Begriff und rechtlicher Status der Auszubildenden

Der Begriff „Auszubildende“ bezeichnet Personen, die auf Grundlage eines Ausbildungsvertrages (Berufsausbildungsvertrag) in einem anerkannten Ausbildungsberuf im Sinne des Berufsbildungsgesetzes (BBiG) oder der Handwerksordnung (HwO) ausgebildet werden. Auszubildende unterliegen während der betrieblichen Ausbildung besonderen gesetzlichen Schutzvorschriften und nehmen eine eigenständige Rechtsstellung im deutschen Arbeits- und Berufsbildungsrecht ein.


Rechtliche Grundlagen

Berufsbildungsgesetz (BBiG)

Das zentrale Regelungswerk für Auszubildende ist das Berufsbildungsgesetz (BBiG). Dort ist geregelt, was unter Berufsausbildung zu verstehen ist, welche Rechte und Pflichten Auszubildende und Ausbildende haben und wie das duale System umgesetzt wird.

  • Definition (§ 1 BBiG): Die Berufsausbildung dient dem Erwerb der beruflichen Handlungsfähigkeit. Auszubildende sind diejenigen, die diese erwerben.
  • Anwendungsbereich: Das BBiG gilt für die betriebliche Ausbildung außerhalb des öffentlichen Dienstes und von Hauswirtschaft, freier Berufe und im Handwerk (hier gilt ergänzend die Handwerksordnung).

Handwerksordnung (HwO)

Für Auszubildende im Handwerk gelten, ergänzend zum BBiG, die Vorschriften der HwO. Sie konkretisiert die Besonderheiten der handwerklichen Berufsausbildung.

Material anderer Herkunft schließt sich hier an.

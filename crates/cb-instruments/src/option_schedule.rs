//! Embedded call, put and conversion features.
//!
//! Strikes are fractions of face value. A leg is either present, with a
//! start time from which it stays exercisable until maturity, or absent;
//! the raw input convention of a zero strike meaning "no such option" is
//! handled once by the `from_raw` constructors.

use cb_core::{ensure, errors::Result, Price, Real, Time};
use cb_math::comparison::on_or_after;

use crate::convertible_bond::{BondTerms, ConversionStyle};

// ────────────────────────────────────────────────────────────────────────────
// Option legs
// ────────────────────────────────────────────────────────────────────────────

/// A hard call or put: exercisable from `start_time` to maturity at
/// `strike × face`.
#[derive(Debug, Clone, Copy, PartialEq)]
#[cfg_attr(feature = "serde", derive(serde::Serialize, serde::Deserialize))]
pub struct OptionLeg {
    /// First time the option may be exercised.
    pub start_time: Time,
    /// Exercise price as a fraction of face value.
    pub strike: Real,
}

impl OptionLeg {
    /// Create a validated leg.
    pub fn new(start_time: Time, strike: Real) -> Result<Self> {
        let leg = Self { start_time, strike };
        leg.validate()?;
        Ok(leg)
    }

    /// Map the raw convention: a zero strike means the leg is absent.
    pub fn from_raw(start_time: Time, strike: Real) -> Result<Option<Self>> {
        if strike == 0.0 {
            return Ok(None);
        }
        Self::new(start_time, strike).map(Some)
    }

    pub(crate) fn validate(&self) -> Result<()> {
        ensure!(
            self.start_time >= 0.0 && self.start_time.is_finite(),
            "option start time must be non-negative, got {}",
            self.start_time
        );
        ensure!(
            self.strike > 0.0 && self.strike.is_finite(),
            "option strike must be positive (use no leg for an absent option), got {}",
            self.strike
        );
        Ok(())
    }

    fn active(&self, t: Time) -> bool {
        on_or_after(t, self.start_time)
    }
}

/// An issuer call that is only exercisable while the share price is at or
/// above `barrier`.
#[derive(Debug, Clone, Copy, PartialEq)]
#[cfg_attr(feature = "serde", derive(serde::Serialize, serde::Deserialize))]
pub struct SoftCall {
    /// Start time and strike.
    pub leg: OptionLeg,
    /// Share price level that enables the call.
    pub barrier: Price,
}

impl SoftCall {
    /// Create a validated soft call.
    pub fn new(start_time: Time, strike: Real, barrier: Price) -> Result<Self> {
        let call = Self {
            leg: OptionLeg { start_time, strike },
            barrier,
        };
        call.validate()?;
        Ok(call)
    }

    /// Map the raw convention: a zero strike means the call is absent.
    pub fn from_raw(start_time: Time, strike: Real, barrier: Price) -> Result<Option<Self>> {
        if strike == 0.0 {
            return Ok(None);
        }
        Self::new(start_time, strike, barrier).map(Some)
    }

    pub(crate) fn validate(&self) -> Result<()> {
        self.leg.validate()?;
        ensure!(
            self.barrier >= 0.0 && self.barrier.is_finite(),
            "soft call barrier must be non-negative, got {}",
            self.barrier
        );
        Ok(())
    }
}

/// The issuer and holder options attached to a bond.
#[derive(Debug, Clone, Copy, Default, PartialEq)]
#[cfg_attr(feature = "serde", derive(serde::Serialize, serde::Deserialize))]
pub struct EmbeddedOptions {
    /// Issuer call conditional on the share price.
    pub soft_call: Option<SoftCall>,
    /// Unconditional issuer call.
    pub hard_call: Option<OptionLeg>,
    /// Holder put.
    pub put: Option<OptionLeg>,
}

impl EmbeddedOptions {
    /// No embedded options.
    pub fn none() -> Self {
        Self::default()
    }

    /// Set the soft call.
    #[must_use]
    pub fn with_soft_call(mut self, soft_call: SoftCall) -> Self {
        self.soft_call = Some(soft_call);
        self
    }

    /// Set the hard call.
    #[must_use]
    pub fn with_hard_call(mut self, hard_call: OptionLeg) -> Self {
        self.hard_call = Some(hard_call);
        self
    }

    /// Set the put.
    #[must_use]
    pub fn with_put(mut self, put: OptionLeg) -> Self {
        self.put = Some(put);
        self
    }

    /// Validate every present leg against the bond's maturity.
    pub fn validate(&self, maturity: Time) -> Result<()> {
        let legs = [
            ("soft call", self.soft_call.map(|c| c.leg)),
            ("hard call", self.hard_call),
            ("put", self.put),
        ];
        if let Some(call) = &self.soft_call {
            call.validate()?;
        }
        for (name, leg) in legs {
            let Some(leg) = leg else { continue };
            leg.validate()?;
            ensure!(
                leg.start_time <= maturity,
                "{name} start time {} is after maturity {maturity}",
                leg.start_time
            );
        }
        Ok(())
    }
}

// ────────────────────────────────────────────────────────────────────────────
// OptionSchedule
// ────────────────────────────────────────────────────────────────────────────

/// Which features are exercisable at a given time and share price.
///
/// Built from validated terms by [`ConvertibleBond::option_schedule`]. All
/// prices returned are in currency units (`strike × face`).
///
/// [`ConvertibleBond::option_schedule`]: crate::ConvertibleBond::option_schedule
#[derive(Debug, Clone, Copy, PartialEq)]
pub struct OptionSchedule {
    face_value: Price,
    maturity: Time,
    no_conversion_period: Time,
    style: ConversionStyle,
    options: EmbeddedOptions,
}

impl OptionSchedule {
    /// Schedule for `terms` with the given options.
    pub fn new(terms: &BondTerms, options: EmbeddedOptions) -> Self {
        Self {
            face_value: terms.face_value,
            maturity: terms.maturity,
            no_conversion_period: terms.no_conversion_period,
            style: terms.conversion_style,
            options,
        }
    }

    /// Whether the holder may convert at `t`.
    pub fn conversion_available(&self, t: Time) -> bool {
        if !on_or_after(t, self.no_conversion_period) {
            return false;
        }
        match self.style {
            ConversionStyle::American => true,
            ConversionStyle::European => on_or_after(t, self.maturity),
        }
    }

    /// Soft call price at `t` if the call is active and `spot ≥ barrier`.
    pub fn soft_call_price(&self, t: Time, spot: Price) -> Option<Price> {
        self.options
            .soft_call
            .filter(|call| call.leg.active(t) && spot >= call.barrier)
            .map(|call| call.leg.strike * self.face_value)
    }

    /// Hard call price at `t` if the call is active.
    pub fn hard_call_price(&self, t: Time) -> Option<Price> {
        self.options
            .hard_call
            .filter(|call| call.active(t))
            .map(|call| call.strike * self.face_value)
    }

    /// Put price at `t` if the put is active.
    pub fn put_price(&self, t: Time) -> Option<Price> {
        self.options
            .put
            .filter(|put| put.active(t))
            .map(|put| put.strike * self.face_value)
    }
}

#[cfg(test)]
mod tests {
    use super::*;
    use approx::assert_abs_diff_eq;

    fn terms(style: ConversionStyle) -> BondTerms {
        BondTerms::new(100.0, 0.05, 2, 5.0, 1.0)
            .with_conversion_style(style)
            .with_no_conversion_period(1.0)
    }

    #[test]
    fn zero_strike_means_absent() {
        assert_eq!(OptionLeg::from_raw(1.0, 0.0).unwrap(), None);
        assert_eq!(SoftCall::from_raw(1.0, 0.0, 130.0).unwrap(), None);
        let leg = OptionLeg::from_raw(1.0, 1.1).unwrap().unwrap();
        assert_eq!(leg.start_time, 1.0);
        assert!(OptionLeg::from_raw(1.0, -0.5).unwrap_err().is_invalid_input());
        assert!(OptionLeg::from_raw(-1.0, 1.0).unwrap_err().is_invalid_input());
        assert!(SoftCall::from_raw(1.0, 1.0, -1.0).unwrap_err().is_invalid_input());
    }

    #[test]
    fn present_legs_need_a_positive_strike() {
        assert!(OptionLeg::new(0.0, 0.0).unwrap_err().is_invalid_input());
        assert!(SoftCall::new(0.0, 0.0, 130.0).unwrap_err().is_invalid_input());
        // struct literals bypass the constructors but not bond validation
        let zero = OptionLeg {
            start_time: 0.0,
            strike: 0.0,
        };
        let options = EmbeddedOptions {
            hard_call: Some(zero),
            ..EmbeddedOptions::none()
        };
        assert!(options.validate(5.0).unwrap_err().is_invalid_input());
        let options = EmbeddedOptions {
            soft_call: Some(SoftCall { leg: zero, barrier: 100.0 }),
            ..EmbeddedOptions::none()
        };
        assert!(options.validate(5.0).unwrap_err().is_invalid_input());
    }

    #[test]
    fn american_conversion_after_lockout() {
        let s = OptionSchedule::new(&terms(ConversionStyle::American), EmbeddedOptions::none());
        assert!(!s.conversion_available(0.5));
        assert!(s.conversion_available(1.0));
        assert!(s.conversion_available(3.0));
        assert!(s.conversion_available(5.0));
    }

    #[test]
    fn european_conversion_only_at_maturity() {
        let s = OptionSchedule::new(&terms(ConversionStyle::European), EmbeddedOptions::none());
        assert!(!s.conversion_available(3.0));
        assert!(!s.conversion_available(4.99));
        assert!(s.conversion_available(5.0));
    }

    #[test]
    fn option_prices() {
        let options = EmbeddedOptions::none()
            .with_soft_call(SoftCall::new(2.0, 1.05, 130.0).unwrap())
            .with_hard_call(OptionLeg::new(3.0, 1.2).unwrap())
            .with_put(OptionLeg::new(1.0, 1.1).unwrap());
        let s = OptionSchedule::new(&terms(ConversionStyle::American), options);

        assert_eq!(s.soft_call_price(1.0, 200.0), None);
        assert_eq!(s.soft_call_price(2.5, 129.0), None);
        assert_abs_diff_eq!(s.soft_call_price(2.5, 130.0).unwrap(), 105.0, epsilon = 1e-12);

        assert_eq!(s.hard_call_price(2.9), None);
        assert_abs_diff_eq!(s.hard_call_price(3.0).unwrap(), 120.0, epsilon = 1e-12);

        assert_eq!(s.put_price(0.5), None);
        assert_abs_diff_eq!(s.put_price(1.0).unwrap(), 110.0, epsilon = 1e-12);
    }

    #[test]
    fn absent_legs_are_never_active() {
        let s = OptionSchedule::new(&terms(ConversionStyle::American), EmbeddedOptions::none());
        assert_eq!(s.soft_call_price(5.0, 1e6), None);
        assert_eq!(s.hard_call_price(5.0), None);
        assert_eq!(s.put_price(5.0), None);
    }

    #[test]
    fn start_after_maturity_is_rejected() {
        let options = EmbeddedOptions::none().with_put(OptionLeg::new(6.0, 1.0).unwrap());
        assert!(options.validate(5.0).unwrap_err().is_invalid_input());
        assert!(options.validate(6.0).is_ok());
    }
}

Jugend­arbeits­schutz­gesetz (JArbSchG)

Für minderjährige Auszubildende finden die Bestimmungen des JArbSchG Anwendung. Dieses Gesetz dient dem Schutz von Kindern und Jugendlichen im Arbeitsleben und definiert Arbeitszeiten, Pausenregelungen sowie Tätigkeitsverbote.


Das Ausbildungsverhältnis

Begründung und Form

Die Begründung des Ausbildungsverhältnisses erfolgt durch Abschluss eines Berufsausbildungsvertrages zwischen Auszubildenden und Ausbildenden. Dieser Vertrag muss gemäß § 11 BBiG schriftlich fixiert werden und die wesentlichen Inhalte der Ausbildung, wie Ausbildungsziel, Ausbildungsdauer, Vergütung, Urlaub und Kündigungsregelungen enthalten.

  • Schriftform: Der Vertrag muss schriftlich vor Beginn des Ausbildungsverhältnisses geschlossen werden.
  • Eintragungs­pflicht: Der Vertrag ist zur Eintragung bei der zuständigen Stelle (meist Industrie- und Handelskammer oder Handwerkskammer) einzureichen.

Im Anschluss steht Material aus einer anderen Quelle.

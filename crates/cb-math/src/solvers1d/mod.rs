//! 1D root-finding solvers.
//!
//! [`brent`] is the Brent–Dekker "zeroin" method: a bracketing,
//! derivative-free search that chooses between bisection, secant and inverse
//! quadratic interpolation at every step, keeping the iterate inside the
//! shrinking bracket. It has no knowledge of bonds; calibration wraps it.

use cb_core::{
    ensure,
    errors::{Error, Result},
    Real,
};
use log::trace;

/// Default absolute accuracy on the root.
pub const DEFAULT_ACCURACY: Real = 1.0e-10;

/// Default iteration budget.
pub const DEFAULT_MAX_ITERATIONS: u32 = 100;

/// Configuration for the root finder.
#[derive(Debug, Clone, Copy, PartialEq)]
pub struct SolverConfig {
    /// Absolute accuracy on the root.
    pub accuracy: Real,
    /// Relative accuracy, scaled by the magnitude of the current iterate.
    pub relative_accuracy: Real,
    /// Maximum number of iterations before giving up.
    pub max_iterations: u32,
}

impl Default for SolverConfig {
    fn default() -> Self {
        Self {
            accuracy: DEFAULT_ACCURACY,
            relative_accuracy: f64::EPSILON,
            max_iterations: DEFAULT_MAX_ITERATIONS,
        }
    }
}

impl SolverConfig {
    /// Sets the absolute accuracy.
    #[must_use]
    pub fn with_accuracy(mut self, accuracy: Real) -> Self {
        self.accuracy = accuracy;
        self
    }

    /// Sets the relative accuracy.
    #[must_use]
    pub fn with_relative_accuracy(mut self, relative_accuracy: Real) -> Self {
        self.relative_accuracy = relative_accuracy;
        self
    }

    /// Sets the iteration budget.
    #[must_use]
    pub fn with_max_iterations(mut self, max_iterations: u32) -> Self {
        self.max_iterations = max_iterations;
        self
    }

    fn validate(&self) -> Result<()> {
        ensure!(
            self.accuracy > 0.0 && self.accuracy.is_finite(),
            "solver accuracy must be positive, got {}",
            self.accuracy
        );
        ensure!(
            self.relative_accuracy >= 0.0 && self.relative_accuracy.is_finite(),
            "solver relative accuracy must be non-negative, got {}",
            self.relative_accuracy
        );
        ensure!(self.max_iterations > 0, "solver needs at least one iteration");
        Ok(())
    }
}

/// A converged root.
#[derive(Debug, Clone, Copy, PartialEq)]
pub struct RootSolution {
    /// The root.
    pub root: Real,
    /// Iterations performed after the bracket check.
    pub iterations: u32,
    /// Objective value at `root`.
    pub residual: Real,
}

fn evaluate<F>(f: &F, x: Real) -> Result<Real>
where
    F: Fn(Real) -> Real,
{
    let fx = f(x);
    ensure!(fx.is_finite(), "objective is not finite at x = {x}: {fx}");
    Ok(fx)
}

// ── Brent ─────────────────────────────────────────────────────────────────────

/// Brent's method for finding a root of `f(x)` in `[x_min, x_max]`.
///
/// Combines bisection, secant, and inverse quadratic interpolation. The
/// bracket shrinks at every step, so convergence is guaranteed once the
/// endpoints have opposite signs.
///
/// The step logic is the classic `zeroin` routine from R. P. Brent,
/// *Algorithms for Minimization without Derivatives* (1973), chapter 4.
///
/// # Errors
/// * [`Error::RootNotFound`] if `f(x_min)` and `f(x_max)` share a sign.
/// * [`Error::DidNotConverge`] with the best estimate if
///   `config.max_iterations` is reached first.
/// * [`Error::InvalidInput`] for a degenerate bracket, a bad config or a
///   non-finite objective value.
///
/// # Example
/// ```
/// use cb_math::solvers1d::{brent, SolverConfig};
///
/// let sol = brent(|x| x * x - 2.0, 0.0, 2.0, &SolverConfig::default()).unwrap();
/// assert!((sol.root - 2.0_f64.sqrt()).abs() < 1e-10);
/// ```
pub fn brent<F>(f: F, x_min: Real, x_max: Real, config: &SolverConfig) -> Result<RootSolution>
where
    F: Fn(Real) -> Real,
{
    config.validate()?;
    ensure!(
        x_min.is_finite() && x_max.is_finite() && x_min < x_max,
        "Brent: invalid bracket [{x_min}, {x_max}]"
    );

    let mut a = x_min;
    let mut b = x_max;
    let mut fa = evaluate(&f, a)?;
    let mut fb = evaluate(&f, b)?;

    if fa * fb > 0.0 {
        return Err(Error::RootNotFound {
            lower: x_min,
            upper: x_max,
            f_lower: fa,
            f_upper: fb,
        });
    }
    if fa == 0.0 {
        return Ok(RootSolution {
            root: a,
            iterations: 0,
            residual: fa,
        });
    }
    if fb == 0.0 {
        return Ok(RootSolution {
            root: b,
            iterations: 0,
            residual: fb,
        });
    }

    let mut c = b;
    let mut fc = fb;
    let mut d = b - a;
    let mut e = d;

    for iteration in 0..config.max_iterations {
        if fb * fc > 0.0 {
            c = a;
            fc = fa;
            d = b - a;
            e = d;
        }
        if fc.abs() < fb.abs() {
            a = b;
            b = c;
            c = a;
            fa = fb;
            fb = fc;
            fc = fa;
        }
        let tol = 2.0 * config.relative_accuracy * b.abs() + 0.5 * config.accuracy;
        let xm = 0.5 * (c - b);
        trace!("brent iteration {iteration}: x = {b}, f(x) = {fb:e}, half-width = {xm:e}");
        if xm.abs() <= tol || fb == 0.0 {
            return Ok(RootSolution {
                root: b,
                iterations: iteration,
                residual: fb,
            });
        }
        if e.abs() >= tol && fa.abs() > fb.abs() {
            let s = fb / fa;
            let (p, q) = if a == c {
                // secant
                let p = 2.0 * xm * s;
                let q = 1.0 - s;
                (p, q)
            } else {
                // inverse quadratic interpolation
                let q = fa / fc;
                let r = fb / fc;
                let p = s * (2.0 * xm * q * (q - r) - (b - a) * (r - 1.0));
                let q = (q - 1.0) * (r - 1.0) * (s - 1.0);
                (p, q)
            };
            let (p, q) = if p > 0.0 { (p, -q) } else { (-p, q) };
            if 2.0 * p < (3.0 * xm * q - (tol * q).abs()) && 2.0 * p < (e * q).abs() {
                e = d;
                d = p / q;
            } else {
                d = xm;
                e = d;
            }
        } else {
            d = xm;
            e = d;
        }
        a = b;
        fa = fb;
        b += if d.abs() > tol {
            d
        } else if xm > 0.0 {
            tol
        } else {
            -tol
        };
        fb = evaluate(&f, b)?;
    }

    // Report whichever tracked point has the smaller residual.
    let (best, residual) = if fc.abs() < fb.abs() { (c, fc) } else { (b, fb) };
    Err(Error::DidNotConverge {
        best_estimate: best,
        iterations: config.max_iterations,
        residual,
    })
}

Besonderheiten für Minderjährige

Bei minderjährigen Auszubildenden sind gemäß § 11 Abs. 2 BBiG ergänzend die Vorgaben des JArbSchG sowie Zustimmungserfordernisse der gesetzlichen Vertreter (in der Regel Eltern) zu beachten.

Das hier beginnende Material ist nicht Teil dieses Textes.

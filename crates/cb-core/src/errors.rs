//! Error types for convbond.
//!
//! A single `thiserror`-derived enum covers the three failure classes of the
//! library: rejected inputs, calibration brackets without a sign change, and
//! solver budgets exhausted before the tolerance was met. Input checks go
//! through the [`ensure!`](crate::ensure) macro.

use thiserror::Error;

use crate::Real;

/// The top-level error type used throughout convbond.
#[derive(Debug, Error, Clone, PartialEq)]
pub enum Error {
    /// An input failed validation. Raised before any lattice is built.
    #[error("invalid input: {0}")]
    InvalidInput(String),

    /// The initial bracket of a root search has no sign change.
    #[error("no root bracketed: f({lower}) = {f_lower:.6e} and f({upper}) = {f_upper:.6e} have the same sign")]
    RootNotFound {
        /// Lower end of the bracket.
        lower: Real,
        /// Upper end of the bracket.
        upper: Real,
        /// Objective value at the lower end.
        f_lower: Real,
        /// Objective value at the upper end.
        f_upper: Real,
    },

    /// The iteration budget ran out before the tolerance was met.
    #[error("did not converge after {iterations} iterations: best estimate {best_estimate} (residual {residual:.2e})")]
    DidNotConverge {
        /// The best available estimate of the root. Not exact.
        best_estimate: Real,
        /// Number of iterations performed.
        iterations: u32,
        /// Objective value at `best_estimate`.
        residual: Real,
    },
}

impl Error {
    /// Creates an [`Error::InvalidInput`].
    pub fn invalid_input(reason: impl Into<String>) -> Self {
        Self::InvalidInput(reason.into())
    }

    /// Whether this error reports a rejected input.
    pub fn is_invalid_input(&self) -> bool {
        matches!(self, Self::InvalidInput(_))
    }
}

/// Shorthand `Result` type used throughout convbond.
pub type Result<T, E = Error> = std::result::Result<T, E>;

/// Returns `Err(Error::InvalidInput(...))` if `$cond` is false.
///
/// # Example
/// ```
/// use cb_core::{ensure, errors::Error};
/// fn positive(x: f64) -> cb_core::errors::Result<f64> {
///     ensure!(x > 0.0, "x must be positive, got {x}");
///     Ok(x)
/// }
/// assert!(positive(1.0).is_ok());
/// assert!(matches!(positive(-1.0), Err(Error::InvalidInput(_))));
/// ```
#[macro_export]
macro_rules! ensure {
    ($cond:expr, $($msg:tt)*) => {
        if !$cond {
            return Err($crate::errors::Error::InvalidInput(
                format!($($msg)*)
            ));
        }
    };
}

#[cfg(test)]
mod tests {
    use super::*;

    fn check_positive(x: Real) -> Result<Real> {
        ensure!(x > 0.0, "x must be positive, got {x}");
        Ok(x)
    }

    #[test]
    fn ensure_maps_to_invalid_input() {
        assert_eq!(check_positive(2.0), Ok(2.0));
        let err = check_positive(-1.0).unwrap_err();
        assert!(err.is_invalid_input());
        assert_eq!(err.to_string(), "invalid input: x must be positive, got -1");
    }

    #[test]
    fn did_not_converge_reports_estimate() {
        let err = Error::DidNotConverge {
            best_estimate: 0.0512,
            iterations: 100,
            residual: 1e-6,
        };
        let msg = err.to_string();
        assert!(msg.contains("100 iterations"), "{msg}");
        assert!(msg.contains("0.0512"), "{msg}");
        assert!(!err.is_invalid_input());
    }

    #[test]
    fn root_not_found_display() {
        let err = Error::RootNotFound {
            lower: 0.0,
            upper: 1.0,
            f_lower: 0.5,
            f_upper: 2.0,
        };
        assert!(err.to_string().starts_with("no root bracketed"));
    }
}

Rechte und Pflichten der Auszubildenden

Pflichten der Auszubildenden

Auszubildende sind insbesondere verpflichtet,

  • sich zu bemühen, die berufliche Handlungsfähigkeit zu erwerben,
  • die ihnen im Rahmen der Ausbildung übertragenen Aufgaben sorgfältig auszuführen,
  • an Ausbildungsmaßnahmen (insbesondere Berufsschulunterricht) teilzunehmen,
  • Weisungen zu befolgen, soweit diese im Zusammenhang mit der Ausbildung stehen,
  • Betriebsgeheimnisse zu wahren.

Diese Pflichten ergeben sich aus § 13 BBiG.

Rechte der Auszubildenden

Die wichtigsten Rechte der Auszubildenden umfassen:

  • Anspruch auf Ausbildung: Ausbilder sind verpflichtet, die beruflichen Fähigkeiten, Kenntnisse und Fertigkeiten systematisch zu vermitteln, § 14 BBiG.
  • Freistellung für Berufsschule und Prüfungen: Auszubildende müssen für die Teilnahme am Berufsschulunterricht und an Prüfungen freigestellt werden, ohne dass das Vergütungsansprüche mindert (§ 15 BBiG).
  • Vergütung: Sie haben Anspruch auf eine angemessene Ausbildungsvergütung (§ 17 BBiG).
  • Urlaub: Der Urlaubsanspruch richtet sich nach dem Bundesurlaubsgesetz sowie dem JArbSchG für Minderjährige.
  • Zeugnis: Nach Beendigung der Ausbildung besteht Anspruch auf ein schriftliches Zeugnis über Art, Dauer und erworbene Fertigkeiten (§ 16 BBiG).

Schutzvorschriften

Kündigungsschutz

Der Kündigungsschutz für Auszubildende ist im BBiG ausgestaltet. Während der Probezeit kann das Ausbildungsverhältnis jederzeit ohne Einhaltung einer Kündigungsfrist von beiden Seiten gekündigt werden. Nach der Probezeit ist eine ordentliche Kündigung grundsätzlich ausgeschlossen; eine außerordentliche Kündigung ist nur aus wichtigem Grund möglich (§ 22 BBiG).

Kündigungsschutzgesetz

Das Kündigungsschutzgesetz ist auf Auszubildende grundsätzlich nicht anwendbar, da deren Ausbildungsverhältnis, kein Arbeitsverhältnis im engeren Sinne darstellt.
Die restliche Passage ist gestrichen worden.